F.t. LVS survival in 50% sucrose

With concern in my previous experiment regarding the survival of F. tularensis LVS in a 50% sucrose solution that was used for oral administration in B. dubia roaches on 3/10/15, I started an experiment today to assay the survival of LVS in this condition. The following protocol was used to assay survival in the hypertonic solution.
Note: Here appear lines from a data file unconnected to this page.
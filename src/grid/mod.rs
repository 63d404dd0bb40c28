//! Planning-unit grid generation and queries
//!
//! Tiles a bounding box with equal-area hexagons, assigns stable 1-based
//! planning-unit ids in enumeration order, and offers clipping, selection
//! and storage round-trips. A grid is immutable once built: every operation
//! here returns a new `Grid` value.

pub mod hexagon;

pub use hexagon::{edge_length, hexagon_area, make_hexagon};

use geo::{Area, BoundingRect, Centroid, Intersects, Polygon, Rect};
use glam::DVec2;
use tracing::{info, warn};

use crate::config::SessionConfig;
use crate::crs::{self, ProjectedCrs};
use crate::error::{PlanningError, Result};
use crate::layer::{AttrValue, AttributeKeys, ConservationLayer, Feature};

#[cfg(feature = "spatial-index")]
use crate::spatial::SpatialIndex;

/// One cell of the planning grid
///
/// `puid` is dense and 1-based within its grid. The center is carried for
/// spatial lookups and tiling diagnostics; the polygon is the authoritative
/// geometry.
#[derive(Debug, Clone, PartialEq)]
pub struct PlanningUnit {
    /// Planning-unit identifier, unique and dense within the grid
    pub puid: u32,
    /// Hexagon center
    pub center: DVec2,
    /// Hexagon polygon in the grid's CRS
    pub geometry: Polygon<f64>,
}

/// A hexagonal planning-unit grid
///
/// All member geometries share the grid's projected CRS; a geographic CRS
/// cannot occur here because [`ProjectedCrs`] is validated at construction.
///
/// # Example
///
/// ```rust
/// use hexgrid_planner::*;
/// use geo::Rect;
///
/// let config = SessionConfigBuilder::new()
///     .target_crs("EPSG:3857")
///     .unwrap()
///     .cell_area(10_000.0)
///     .unwrap()
///     .build()
///     .unwrap();
///
/// let bounds = Rect::new(
///     geo::coord! { x: 0.0, y: 0.0 },
///     geo::coord! { x: 1_000.0, y: 1_000.0 },
/// );
/// let grid = Grid::generate("demo", bounds, &config).unwrap();
///
/// assert!(grid.unit_count() > 0);
/// assert_eq!(grid.units()[0].puid, 1);
/// ```
#[derive(Clone)]
pub struct Grid {
    name: String,
    crs: ProjectedCrs,
    cell_area: f64,
    units: Vec<PlanningUnit>,

    #[cfg(feature = "spatial-index")]
    spatial_index: Option<SpatialIndex>,
}

impl Grid {
    /// Generate a grid covering `bounds` with hexagons of the configured area
    ///
    /// Planning-unit ids are assigned in center enumeration order
    /// (column-major, `puid = index + 1`). A degenerate extent produces an
    /// empty grid and a warning, not an error.
    pub fn generate(name: &str, bounds: Rect<f64>, config: &SessionConfig) -> Result<Self> {
        let (centers, edge) = hexagon::hex_centers(bounds, config.cell_area);

        if centers.is_empty() {
            warn!(grid = name, "extent is degenerate; grid has no planning units");
        }

        let units: Vec<PlanningUnit> = centers
            .into_iter()
            .enumerate()
            .map(|(index, center)| PlanningUnit {
                puid: index as u32 + 1,
                center,
                geometry: hexagon::make_hexagon(edge, center),
            })
            .collect();

        if config.verbose {
            info!(
                grid = name,
                units = units.len(),
                cell_area = config.cell_area,
                "generated planning-unit grid"
            );
        }

        Ok(Self::from_parts(
            name.to_string(),
            config.target_crs.clone(),
            config.cell_area,
            units,
        ))
    }

    /// Rebuild a grid from a stored attributed layer
    ///
    /// CRS policy for grid reuse: when the stored grid declares its own
    /// projected CRS, that CRS overrides the session target (re-tiling an
    /// existing grid in a new projection would distort it). A stored grid in
    /// a geographic CRS is instead reprojected onto the session target.
    ///
    /// Planning-unit ids are read from the configured puid attribute; if any
    /// are missing or duplicated the grid is densely renumbered in feature
    /// order with a warning.
    pub fn from_layer(
        layer: &ConservationLayer,
        session_target: &ProjectedCrs,
        keys: &AttributeKeys,
    ) -> Result<Self> {
        if layer.crs.is_none() {
            return Err(PlanningError::Input(format!(
                "stored grid {:?} has no CRS",
                layer.name
            )));
        }

        let (aligned, crs) = match ProjectedCrs::validate(layer.crs.as_deref().unwrap_or_default())
        {
            Ok(own) => {
                if &own != session_target {
                    info!(
                        grid = layer.name.as_str(),
                        crs = own.definition(),
                        "stored grid keeps its own projected CRS over the session target"
                    );
                }
                (layer.clone(), own)
            }
            Err(_) => (
                crs::project(layer, session_target)?,
                session_target.clone(),
            ),
        };

        let mut units = Vec::with_capacity(aligned.features.len());
        let mut stored_ids = Vec::with_capacity(aligned.features.len());
        let mut skipped = 0usize;

        for feature in &aligned.features {
            if !feature.has_valid_geometry() {
                skipped += 1;
                continue;
            }
            let center = match feature.geometry.centroid() {
                Some(point) => DVec2::new(point.x(), point.y()),
                None => {
                    skipped += 1;
                    continue;
                }
            };
            stored_ids.push(match feature.attribute(&keys.puid) {
                Some(AttrValue::Int(id)) if *id >= 1 => Some(*id as u32),
                _ => None,
            });
            units.push(PlanningUnit {
                puid: 0,
                center,
                geometry: feature.geometry.clone(),
            });
        }

        if skipped > 0 {
            warn!(
                grid = layer.name.as_str(),
                skipped, "dropped stored planning units with unusable geometry"
            );
        }

        let usable = stored_ids.iter().all(|id| id.is_some()) && {
            let mut seen = std::collections::HashSet::new();
            stored_ids.iter().flatten().all(|id| seen.insert(*id))
        };

        if usable {
            for (unit, id) in units.iter_mut().zip(&stored_ids) {
                unit.puid = id.unwrap_or(0);
            }
        } else {
            warn!(
                grid = layer.name.as_str(),
                key = keys.puid.as_str(),
                "stored planning-unit ids missing or duplicated; renumbering densely"
            );
            for (index, unit) in units.iter_mut().enumerate() {
                unit.puid = index as u32 + 1;
            }
        }

        let cell_area = mean_unit_area(&units);
        Ok(Self::from_parts(aligned.name, crs, cell_area, units))
    }

    /// Render the grid as an attributed layer for external vector storage
    pub fn to_layer(&self, keys: &AttributeKeys) -> ConservationLayer {
        ConservationLayer {
            name: self.name.clone(),
            crs: Some(self.crs.definition().to_string()),
            features: self
                .units
                .iter()
                .map(|unit| {
                    Feature::new(unit.geometry.clone())
                        .with_attribute(&keys.puid, unit.puid as i64)
                })
                .collect(),
        }
    }

    /// Keep only planning units intersecting `boundary`, renumbering densely
    ///
    /// Surviving units keep their relative enumeration order and are
    /// renumbered from 1; the renumbering never sorts spatially.
    pub fn clip_to_boundary(&self, boundary: &Polygon<f64>) -> Self {
        let units: Vec<PlanningUnit> = self
            .units
            .iter()
            .filter(|unit| unit.geometry.intersects(boundary))
            .enumerate()
            .map(|(index, unit)| PlanningUnit {
                puid: index as u32 + 1,
                center: unit.center,
                geometry: unit.geometry.clone(),
            })
            .collect();

        Self::from_parts(self.name.clone(), self.crs.clone(), self.cell_area, units)
    }

    /// Working subset of units intersecting an extent; puids are preserved
    pub fn select_by_extent(&self, extent: Rect<f64>) -> Self {
        let window = extent.to_polygon();
        self.retain(|unit| unit.geometry.intersects(&window))
    }

    /// Working subset of units intersecting a polygon; puids are preserved
    pub fn select_by_polygon(&self, polygon: &Polygon<f64>) -> Self {
        self.retain(|unit| unit.geometry.intersects(polygon))
    }

    /// Working subset of units by id; puids are preserved
    pub fn select_by_puids(&self, puids: &[u32]) -> Self {
        let wanted: std::collections::HashSet<u32> = puids.iter().copied().collect();
        self.retain(|unit| wanted.contains(&unit.puid))
    }

    fn retain(&self, keep: impl Fn(&PlanningUnit) -> bool) -> Self {
        let units: Vec<PlanningUnit> = self.units.iter().filter(|u| keep(u)).cloned().collect();
        Self::from_parts(self.name.clone(), self.crs.clone(), self.cell_area, units)
    }

    /// Grid display name
    #[inline]
    pub fn name(&self) -> &str {
        &self.name
    }

    /// The grid's projected CRS
    #[inline]
    pub fn crs(&self) -> &ProjectedCrs {
        &self.crs
    }

    /// Requested cell area in squared CRS units
    #[inline]
    pub fn cell_area(&self) -> f64 {
        self.cell_area
    }

    /// Number of planning units
    #[inline]
    pub fn unit_count(&self) -> usize {
        self.units.len()
    }

    /// Whether the grid has no planning units
    #[inline]
    pub fn is_empty(&self) -> bool {
        self.units.is_empty()
    }

    /// All planning units in enumeration order
    #[inline]
    pub fn units(&self) -> &[PlanningUnit] {
        &self.units
    }

    /// Look up a planning unit by id
    pub fn get_unit(&self, puid: u32) -> Option<&PlanningUnit> {
        self.units.iter().find(|unit| unit.puid == puid)
    }

    /// Bounding rectangle over all planning units
    pub fn bounding_rect(&self) -> Option<Rect<f64>> {
        let mut bounds: Option<Rect<f64>> = None;
        for unit in &self.units {
            let Some(rect) = unit.geometry.bounding_rect() else {
                continue;
            };
            bounds = Some(match bounds {
                None => rect,
                Some(acc) => Rect::new(
                    geo::coord! {
                        x: acc.min().x.min(rect.min().x),
                        y: acc.min().y.min(rect.min().y),
                    },
                    geo::coord! {
                        x: acc.max().x.max(rect.max().x),
                        y: acc.max().y.max(rect.max().y),
                    },
                ),
            });
        }
        bounds
    }

    /// Find the planning unit containing a position (requires `spatial-index`)
    ///
    /// Nearest-center lookup via the KD-tree, then an exact containment
    /// check so positions outside the tiling return `None`.
    #[cfg(feature = "spatial-index")]
    pub fn find_unit_at(&self, position: DVec2) -> Option<u32> {
        let index = self.spatial_index.as_ref()?;
        let unit = &self.units[index.find_nearest(position)];
        unit.geometry
            .intersects(&geo::Point::new(position.x, position.y))
            .then_some(unit.puid)
    }

    fn from_parts(
        name: String,
        crs: ProjectedCrs,
        cell_area: f64,
        units: Vec<PlanningUnit>,
    ) -> Self {
        #[cfg(feature = "spatial-index")]
        let spatial_index = if units.is_empty() {
            None
        } else {
            let centers: Vec<DVec2> = units.iter().map(|u| u.center).collect();
            Some(SpatialIndex::new(&centers))
        };

        Self {
            name,
            crs,
            cell_area,
            units,
            #[cfg(feature = "spatial-index")]
            spatial_index,
        }
    }
}

fn mean_unit_area(units: &[PlanningUnit]) -> f64 {
    if units.is_empty() {
        return 0.0;
    }
    units
        .iter()
        .map(|u| u.geometry.unsigned_area())
        .sum::<f64>()
        / units.len() as f64
}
1. Prepare 48hr culture of F.t. LVS on CHOC II plates (37C).
2. Suspend a large loop of colonies in 1ml sterile PBS.
3. Wash cell suspension with centrifuge
4. Resuspend cells with 300µl of PBS
5. Transfer 100µl of cell suspension to 900µl sterile PBS and 900µl sterile 50% sucrose solution in 2ml epp tubes.
•  Use remaining suspension to preform 1:10 serial dilution for titer
6. Incubate tubes at 37C
7. At desired time points, remove 10µl of culture from each condition and serial dilute and plate onto CHOC II.
•  I used 0, 4, 24, 48, and 72 hour timepoints (hours 1 and 6 would have been preferred but my class schedule did not permit.)

B.dubia challenge with oral innoculation of Lysinibacillus sphaericus

Today I started an assay to see if Lysinibacillus sphaericus and Francisella tularensis LVS are pathogenic towards Blaptica dubia roaches when administered orally. I was supplied with spores stocks of three samples of L. sphaericus at different concentrations (9E+7, 2E+9, and 1E+8) and a plate of F. tularensis LVS on CHOC II agar. I used 600µl of the spore suspensions and spun them into a pellet (10,000rpm for 1 min) and resuspended them to 120µl in a 50% sucrose solution for a 5x concentration. For the F.t LVS, I used a large loop of bacteria and suspended it in 200µl of 50% sucrose solution. The bacterial-sucrose solutions were then fed to groups of 10 roaches similarly to the method used here. The roaches are incubated at 37C with water crystals for hydration. Survival will be checked daily. 

In vitro growth curve of F.t. LVS

Today I started an assay to observe the growth of Francisella tularensis LVS in hemolymph from Blaptica dubia roaches. I did a previous growth curve in vivo where I inoculated B.dubia roaches with F. tularensis LVS systemically and used gentamicin to determine the relative amounts of intracellular LVS. In the trial run, I want to see if LVS can still grow in the hemolymph in a tube. I planned on using complete hemolymph, cell-free hemolymph, BHI broth, and sheeps blood for different growth conditions but we did not have sheeps blood on hand, and the hemolymph did not pass through the 0.45 micron syringe filter that would have given us the cell-free hemolymph. Therefore, I am only using two growth conditions for this quick assay. I used the following protocol:

1. From a 48-hr chocolate plate, suspend one small loop full of F. tularensis LVS into 1ml sterile PBS.
2. Serial dilute to 1:10 to -6 and plate four 10µl spots per dilution onto CHOC II plates for the titer. Incubate inverted at 37C.
3. For growth conditions, use 500µl of BHI broth and complete hemolymph in sterile 2ml epp tubes. Hemolymph can be extracted using the following method:

• Fill 2ml epp tube with 10µl anticoagulant buffer (0.05% N-Phenylthiourea) by removing the head of the roach and draining hemolymph into tubes.

• Weigh tubes before and after the addition of hemolymph to calculate exact volume extracted per roach. 
• Use sterile scissors for decapitations.

4. At desired time points (5, 24, and 48 hr) post innoculation, serial dilute a small sample (10µl) 1:10 and plate onto CHOC II using spot method (plate four 10µl spots per dilution).
5. Count colonies on plates and determine CFU/ml for each timepoint.